Surface:
Degree Chung led the meow-haha clan warriors, ready to attack the people.
Hua-Hua clan is a strong people, there are full of wisdom of counselors, with infinite strength of the warrior.
So this war, it will be very difficult.
In order to better attack the group, the degree of the bear decided that the first should be from the internal disintegration of the Lala clan.
The first step is to make the Hua-Hua clan inside can not concentric force, the need for internal clearance.

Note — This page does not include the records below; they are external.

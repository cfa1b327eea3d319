// Copyright 2026 The studydeck Authors
//
// Licensed under the Apache License, Version 2.0 (the "License");
// you may not use this file except in compliance with the License.
// You may obtain a copy of the License at
//
//     http://www.apache.org/licenses/LICENSE-2.0
//
// Unless required by applicable law or agreed to in writing, software
// distributed under the License is distributed on an "AS IS" BASIS,
// WITHOUT WARRANTIES OR CONDITIONS OF ANY KIND, either express or implied.
// See the License for the specific language governing permissions and
// limitations under the License.

use std::path::PathBuf;

use crate::catalog::Catalog;
use crate::error::Fallible;

pub fn check_catalog(directory: &PathBuf) -> Fallible<()> {
    let _ = Catalog::load(directory)?;
    println!("ok");
    Ok(())
}

#[cfg(test)]
mod tests {
    use std::path::PathBuf;

    use super::check_catalog;

    #[test]
    fn test_non_existent_directory() {
        let directory = PathBuf::from("./derpherp");
        assert!(check_catalog(&directory).is_err());
    }

    #[test]
    fn test_directory() {
        let directory = PathBuf::from("./test");
        assert!(check_catalog(&directory).is_ok());
    }
}
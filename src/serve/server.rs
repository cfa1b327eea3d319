// Copyright 2026 The studydeck Authors
//
// Licensed under the Apache License, Version 2.0 (the "License");
// you may not use this file except in compliance with the License.
// You may obtain a copy of the License at
//
//     http://www.apache.org/licenses/LICENSE-2.0
//
// Unless required by applicable law or agreed to in writing, software
// distributed under the License is distributed on an "AS IS" BASIS,
// WITHOUT WARRANTIES OR CONDITIONS OF ANY KIND, either express or implied.
// See the License for the specific language governing permissions and
// limitations under the License.

use std::path::PathBuf;
use std::sync::Arc;
use std::sync::Mutex;
use std::time::Duration;

use axum::Router;
use axum::extract::Path;
use axum::extract::State;
use axum::http::HeaderName;
use axum::http::StatusCode;
use axum::http::header::CACHE_CONTROL;
use axum::http::header::CONTENT_TYPE;
use axum::response::Html;
use axum::routing::get;
use axum::routing::post;
use tokio::net::TcpListener;
use tokio::net::TcpStream;
use tokio::time::sleep;

use crate::catalog::Catalog;
use crate::error::Fallible;
use crate::serve::get::get_handler;
use crate::serve::post::post_handler;
use crate::serve::state::MutableState;
use crate::serve::state::ServerState;
use crate::session::nav::Controller;

pub async fn start_server(directory: PathBuf, port: u16) -> Fallible<()> {
    let catalog = Catalog::load(&directory)?;
    let directory = directory.canonicalize()?;
    let catalog = Arc::new(catalog);
    let controller = Controller::new(catalog.clone());

    let state = ServerState {
        directory,
        catalog,
        mutable: Arc::new(Mutex::new(MutableState { controller })),
    };
    let app = Router::new();
    let app = app.route("/", get(get_handler));
    let app = app.route("/", post(post_handler));
    let app = app.route("/style.css", get(stylesheet));
    let app = app.route("/script.js", get(script));
    let app = app.route("/video/{filename}", get(video));
    let app = app.fallback(not_found_handler);
    let app = app.with_state(state);
    let bind = format!("0.0.0.0:{port}");

    // Start a separate task to open the browser.
    let url = format!("http://{bind}/");
    let connect = bind.clone();
    tokio::spawn(async move {
        loop {
            if let Ok(stream) = TcpStream::connect(&connect).await {
                drop(stream);
                break;
            }
            sleep(Duration::from_millis(1)).await;
        }
        let _ = open::that(url);
    });

    // Start the server.
    log::debug!("Starting server on {bind}");
    let listener = TcpListener::bind(&bind).await?;
    axum::serve(listener, app).await?;
    Ok(())
}

async fn stylesheet() -> (StatusCode, [(HeaderName, &'static str); 2], &'static [u8]) {
    let bytes = include_bytes!("style.css");
    (
        StatusCode::OK,
        [
            (CONTENT_TYPE, "text/css"),
            (CACHE_CONTROL, "public, max-age=604800, immutable"),
        ],
        bytes,
    )
}

async fn script() -> (StatusCode, [(HeaderName, &'static str); 1], &'static [u8]) {
    let bytes = include_bytes!("script.js");
    (StatusCode::OK, [(CONTENT_TYPE, "text/javascript")], bytes)
}

/// Serves a video file from the catalog's `videos/` directory. Only
/// filenames listed in the catalog are served.
async fn video(
    State(state): State<ServerState>,
    Path(filename): Path<String>,
) -> Result<(StatusCode, [(HeaderName, &'static str); 1], Vec<u8>), StatusCode> {
    let known = state
        .catalog
        .videos
        .iter()
        .any(|video| video.filename == filename);
    if !known {
        return Err(StatusCode::NOT_FOUND);
    }
    let path = state.directory.join("videos").join(&filename);
    let bytes = tokio::fs::read(&path).await.map_err(|e| {
        log::error!("reading {}: {e}", path.display());
        StatusCode::NOT_FOUND
    })?;
    let content_type = if filename.ends_with(".mp4") {
        "video/mp4"
    } else if filename.ends_with(".webm") {
        "video/webm"
    } else {
        "application/octet-stream"
    };
    Ok((StatusCode::OK, [(CONTENT_TYPE, content_type)], bytes))
}

async fn not_found_handler() -> (StatusCode, Html<String>) {
    (StatusCode::NOT_FOUND, Html("Not Found".to_string()))
}
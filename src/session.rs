// Copyright 2026 The studydeck Authors
//
// Licensed under the Apache License, Version 2.0 (the "License");
// you may not use this file except in compliance with the License.
// You may obtain a copy of the License at
//
//     http://www.apache.org/licenses/LICENSE-2.0
//
// Unless required by applicable law or agreed to in writing, software
// distributed under the License is distributed on an "AS IS" BASIS,
// WITHOUT WARRANTIES OR CONDITIONS OF ANY KIND, either express or implied.
// See the License for the specific language governing permissions and
// limitations under the License.

pub mod exam;
pub mod flashcards;
pub mod nav;
pub mod quiz;
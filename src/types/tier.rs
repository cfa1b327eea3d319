// Copyright 2026 The studydeck Authors
//
// Licensed under the Apache License, Version 2.0 (the "License");
// you may not use this file except in compliance with the License.
// You may obtain a copy of the License at
//
//     http://www.apache.org/licenses/LICENSE-2.0
//
// Unless required by applicable law or agreed to in writing, software
// distributed under the License is distributed on an "AS IS" BASIS,
// WITHOUT WARRANTIES OR CONDITIONS OF ANY KIND, either express or implied.
// See the License for the specific language governing permissions and
// limitations under the License.

/// Classification of a submitted quiz score. Purely presentational.
#[derive(Clone, Copy, PartialEq, Eq, Debug)]
pub enum Tier {
    /// 90% and above.
    Excellent,
    /// Between 60% and 89%.
    Pass,
    /// Below 60%.
    Failing,
}

impl Tier {
    pub fn from_percentage(percentage: u32) -> Self {
        if percentage >= 90 {
            Tier::Excellent
        } else if percentage < 60 {
            Tier::Failing
        } else {
            Tier::Pass
        }
    }

    pub fn as_str(&self) -> &'static str {
        match self {
            Tier::Excellent => "excellent",
            Tier::Pass => "pass",
            Tier::Failing => "failing",
        }
    }
}

#[cfg(test)]
mod tests {
    use super::*;

    #[test]
    fn test_boundaries() {
        assert_eq!(Tier::from_percentage(100), Tier::Excellent);
        assert_eq!(Tier::from_percentage(90), Tier::Excellent);
        assert_eq!(Tier::from_percentage(89), Tier::Pass);
        assert_eq!(Tier::from_percentage(60), Tier::Pass);
        assert_eq!(Tier::from_percentage(59), Tier::Failing);
        assert_eq!(Tier::from_percentage(0), Tier::Failing);
    }

    #[test]
    fn test_as_str() {
        assert_eq!(Tier::Excellent.as_str(), "excellent");
        assert_eq!(Tier::Pass.as_str(), "pass");
        assert_eq!(Tier::Failing.as_str(), "failing");
    }
}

There are a total of N-hua clan generals, they have a total of M strong relationship, destroy every strong relationship requires a certain price.
Now the degree bears command you need to destroy some strong relationship, so that the internal generals, cannot through these strong relations, connected to a complete connected block, to ensure the smooth progress of the war.
How much should I pay at least?
Input
The subject contains several sets of test data.
The first line of two integers n,m, indicating that there are N generals, m relationships.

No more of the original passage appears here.